Inkontinensia urin dapat diklasifikasikan menjadi: • Inkontinensia urgensi , juga disebut “kandung kemih yang terlalu aktif”. Asalnya adalah pada kontraksi involunter otot kandung kemih (detrusor), ketika kandung kemih berada dalam fase pengisian. Mereka ditunjukkan dalam studi urodinamik. • Inkontinensia stres . Tipe ini ditandai dengan keluarnya urin dengan peningkatan tekanan intra-abdomen (misalnya, dengan batuk, bersin, dan tertawa). Pada beberapa wanita bisa muncul saat berdiri, berjalan atau mengangkat beban.
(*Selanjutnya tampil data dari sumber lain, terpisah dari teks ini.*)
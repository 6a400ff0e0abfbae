//! A single MIDI track of block chords.

pub mod data;
pub mod error;

use rimd::{Event, MetaEvent, MidiMessage, SMFFormat, SMFWriter, TrackEvent, SMF};

use crate::notes::data::Pitch;

use self::data::*;
use self::error::TrackError;

const MICROSECONDS_PER_MIN: u32 = 60_000_000;

/// MIDI stores the microseconds per beat in three bytes.
const MAX_MICROSECONDS_PER_BEAT: u32 = 0xff_ffff;

#[derive(Debug, Clone)]
pub struct Track {
    beats_per_minute: u32,
    chords: Vec<TrackChord>,
}

fn midi_note(pitch: Pitch) -> Result<u8, TrackError> {
    u8::try_from(pitch)
        .ok()
        .filter(|&note| note < 128)
        .ok_or(TrackError::PitchOutOfRange(pitch))
}

impl Track {
    /// An empty track. The tempo must be between 4 and 60,000,000 beats per
    /// minute, the range a MIDI tempo event can hold.
    pub fn new(beats_per_minute: u32) -> Result<Self, TrackError> {
        let fits = MICROSECONDS_PER_MIN
            .checked_div(beats_per_minute)
            .map_or(false, |tempo| (1..=MAX_MICROSECONDS_PER_BEAT).contains(&tempo));
        if !fits {
            return Err(TrackError::InvalidTempo(beats_per_minute));
        }

        Ok(Track {
            beats_per_minute,
            chords: Vec::new(),
        })
    }

    pub fn beats_per_minute(&self) -> u32 {
        self.beats_per_minute
    }

    pub fn chords(&self) -> &[TrackChord] {
        &self.chords
    }

    /// Sound every pitch at once for `duration`, after whatever was added before.
    pub fn add_notes(&mut self, pitches: &[Pitch], duration: BeatFraction) {
        self.chords.push(TrackChord {
            pitches: pitches.to_vec(),
            duration,
        });
    }

    pub fn duration(&self) -> BeatFraction {
        self.chords
            .iter()
            .fold(BeatFraction::beats(0), |total, chord| total + chord.duration)
    }

    /// Serialize as a format 0 standard MIDI file.
    pub fn to_midi(&self, options: &MidiOptions) -> Result<Vec<u8>, TrackError> {
        let channel = options.channel;
        let tempo = MICROSECONDS_PER_MIN / self.beats_per_minute;

        let mut events = vec![
            TrackEvent {
                vtime: 0,
                event: Event::Meta(MetaEvent::tempo_setting(tempo)),
            },
            TrackEvent {
                vtime: 0,
                event: Event::Midi(MidiMessage::program_change(options.program, channel)),
            },
        ];

        for chord in &self.chords {
            let notes = chord
                .pitches
                .iter()
                .map(|&pitch| midi_note(pitch))
                .collect::<Result<Vec<_>, _>>()?;

            for &note in &notes {
                events.push(TrackEvent {
                    vtime: 0,
                    event: Event::Midi(MidiMessage::note_on(note, options.velocity, channel)),
                });
            }

            // The first release carries the whole length of the chord.
            let mut vtime = chord.duration.ticks(options.ticks_per_beat);
            for &note in &notes {
                events.push(TrackEvent {
                    vtime,
                    event: Event::Midi(MidiMessage::note_off(note, options.velocity, channel)),
                });
                vtime = 0;
            }
        }

        let smf = SMF {
            format: SMFFormat::Single,
            division: options.ticks_per_beat,
            tracks: vec![rimd::Track {
                copyright: None,
                name: None,
                events,
            }],
        };

        let writer = SMFWriter::from_smf(smf);
        let mut buffer = Vec::new();
        writer
            .write_all(&mut buffer)
            .map_err(|err| TrackError::Write(err.to_string()))?;

        Ok(buffer)
    }
}

#[cfg(test)]
mod tests {
    use super::*;

    fn contains(haystack: &[u8], needle: &[u8]) -> bool {
        haystack.windows(needle.len()).any(|window| window == needle)
    }

    fn c_major_track() -> Track {
        let mut track = Track::new(100).unwrap();
        track.add_notes(&[60, 64, 67], BeatFraction::beats(1));
        track.add_notes(&[62, 65, 69], BeatFraction::half());
        track
    }

    #[test]
    fn duration_adds_up() {
        let track = c_major_track();
        assert_eq!(track.chords().len(), 2);
        assert_eq!(track.duration(), BeatFraction::new(3, 2).unwrap());
    }

    #[test]
    fn tempo_must_fit_a_midi_file() {
        for bpm in &[0, 1, 3, 60_000_001, u32::MAX] {
            assert_eq!(
                Track::new(*bpm).unwrap_err(),
                TrackError::InvalidTempo(*bpm)
            );
        }
        for bpm in &[4, 120, 60_000_000] {
            assert_eq!(Track::new(*bpm).unwrap().beats_per_minute(), *bpm);
        }
    }

    #[test]
    fn header() {
        let midi = c_major_track().to_midi(&MidiOptions::default()).unwrap();

        assert_eq!(&midi[0..4], b"MThd");
        // Length 6, format 0, one track, 480 ticks per beat.
        assert_eq!(&midi[4..14], &[0, 0, 0, 6, 0, 0, 0, 1, 0x01, 0xe0]);
        assert_eq!(&midi[14..18], b"MTrk");
    }

    #[test]
    fn tempo_and_program() {
        let midi = c_major_track().to_midi(&MidiOptions::default()).unwrap();

        // 600000 microseconds per beat is 100 bpm.
        assert!(contains(&midi, &[0xff, 0x51, 0x03, 0x09, 0x27, 0xc0]));
        assert!(contains(&midi, &[0xc0, 26]));
        assert!(contains(&midi, &[0x90, 60, 64]));
    }

    #[test]
    fn options_are_respected() {
        let options = MidiOptions {
            ticks_per_beat: 96,
            program: 0,
            channel: 2,
            velocity: 100,
        };
        let midi = c_major_track().to_midi(&options).unwrap();

        assert_eq!(&midi[12..14], &[0x00, 0x60]);
        assert!(contains(&midi, &[0xc2, 0]));
        assert!(contains(&midi, &[0x92, 60, 100]));
    }

    #[test]
    fn pitches_outside_midi_range_fail() {
        let mut track = Track::new(120).unwrap();
        track.add_notes(&[60, 128], BeatFraction::beats(1));

        match track.to_midi(&MidiOptions::default()) {
            Err(TrackError::PitchOutOfRange(128)) => {}
            other => panic!("Expected PitchOutOfRange, got {:?}", other),
        }

        let mut track = Track::new(120).unwrap();
        track.add_notes(&[-1], BeatFraction::beats(1));
        assert!(track.to_midi(&MidiOptions::default()).is_err());
    }
}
Obesitas dan batuk kronis juga dapat berkontribusi pada penampilannya. • Inkontinensia campuran (stres dan urge). Inkontinensia yang mencampur dua sebelumnya. Mungkin ada dominasi satu di atas yang lain. • Inkontinensia tanpa persepsi keinginan untuk berkemih . Terkadang keinginan untuk buang air kecil tidak dirasakan, sehingga urin bocor tanpa bisa menghubungkannya dengan situasi tertentu. Jenis inkontinensia urin terkait dengan situasi overdistensi kandung kemih dan, meskipun menyumbang kurang dari 10% kasus inkontinensia pada populasi geriatri, penting untuk mengenalinya, karena retensi urin kronis dapat menyebabkan infeksi berulang dan kandung kemih. cedera saluran kemih bagian atas. Jenis inkontinensia urin ini hanya terjadi dengan volume urin yang besar di dalam kandung kemih, dan terjadi ketika tekanan intravesika melebihi tekanan uretra, terlepas dari peningkatan tekanan intra-abdomen (inkontinensia overflow). Yang terakhir membedakannya dari stres inkontinensia urin.

Diagnosis inkontinensia urin

Tujuan mendasar dalam diagnosis inkontinensia urin, untuk melakukan perawatan yang benar, adalah untuk menetapkan jenis inkontinensia urin. Untuk ini kami mengandalkan: 1) Riwayat medis umum. Riwayat pribadi: medis, bedah, kebidanan, farmakologis, riwayat infeksi. 2) Riwayat medis yang diarahkan. Pertanyaan tentang jenis inkontinensia: – Durasi: selalu, sementara, terkait dengan beberapa peristiwa – Kebocoran: terus menerus, setetes demi setetes, hanya ketika berdiri, dengan batuk, perubahan postur – Kebocoran dengan aktivitas – Kebocoran didahului oleh urgensi yang tak tertahankan – Ada kesadaran keluarnya air seni atau tidak ada, tetapi pakaian dalam atau popok tampak basah – Keluarnya air seni sebagai satu-satunya gejala atau sebaliknya, ada yang lain seperti nyeri buang air kecil, sensasi nyeri saat pengisian kandung kemih, yang membutuhkan Sering buang air kecil dan mungkin berkurang dengan sering berkemih (pollaquiuria).

3) Penilaian fungsional pasien. Melakukan studi keterampilan motorik pasien. 4) Pemeriksaan fisik. Dasar perut dan panggul: evaluasi prolaps, reproduksi inkontinensia.5) Studi analitik. Hematologi dan biokimia, dan urin: sedimen dan/atau kultur. 6) Pemeriksaan penunjang: -Penelitian radiologi. Radiografi dan ultrasonografi sistem kemih memberi tahu kami tentang morfologi ginjal dan kandung kemih, serta ada tidaknya urin setelah buang air kecil (residu postvoid). -Studi Urodinamik, dalam kasus-kasus tertentu. Hal ini memungkinkan mereproduksi tindakan berkemih dengan cara yang paling fisiologis dalam studi yang berbeda: flowmetry, cystometry dan studi tekanan/aliran.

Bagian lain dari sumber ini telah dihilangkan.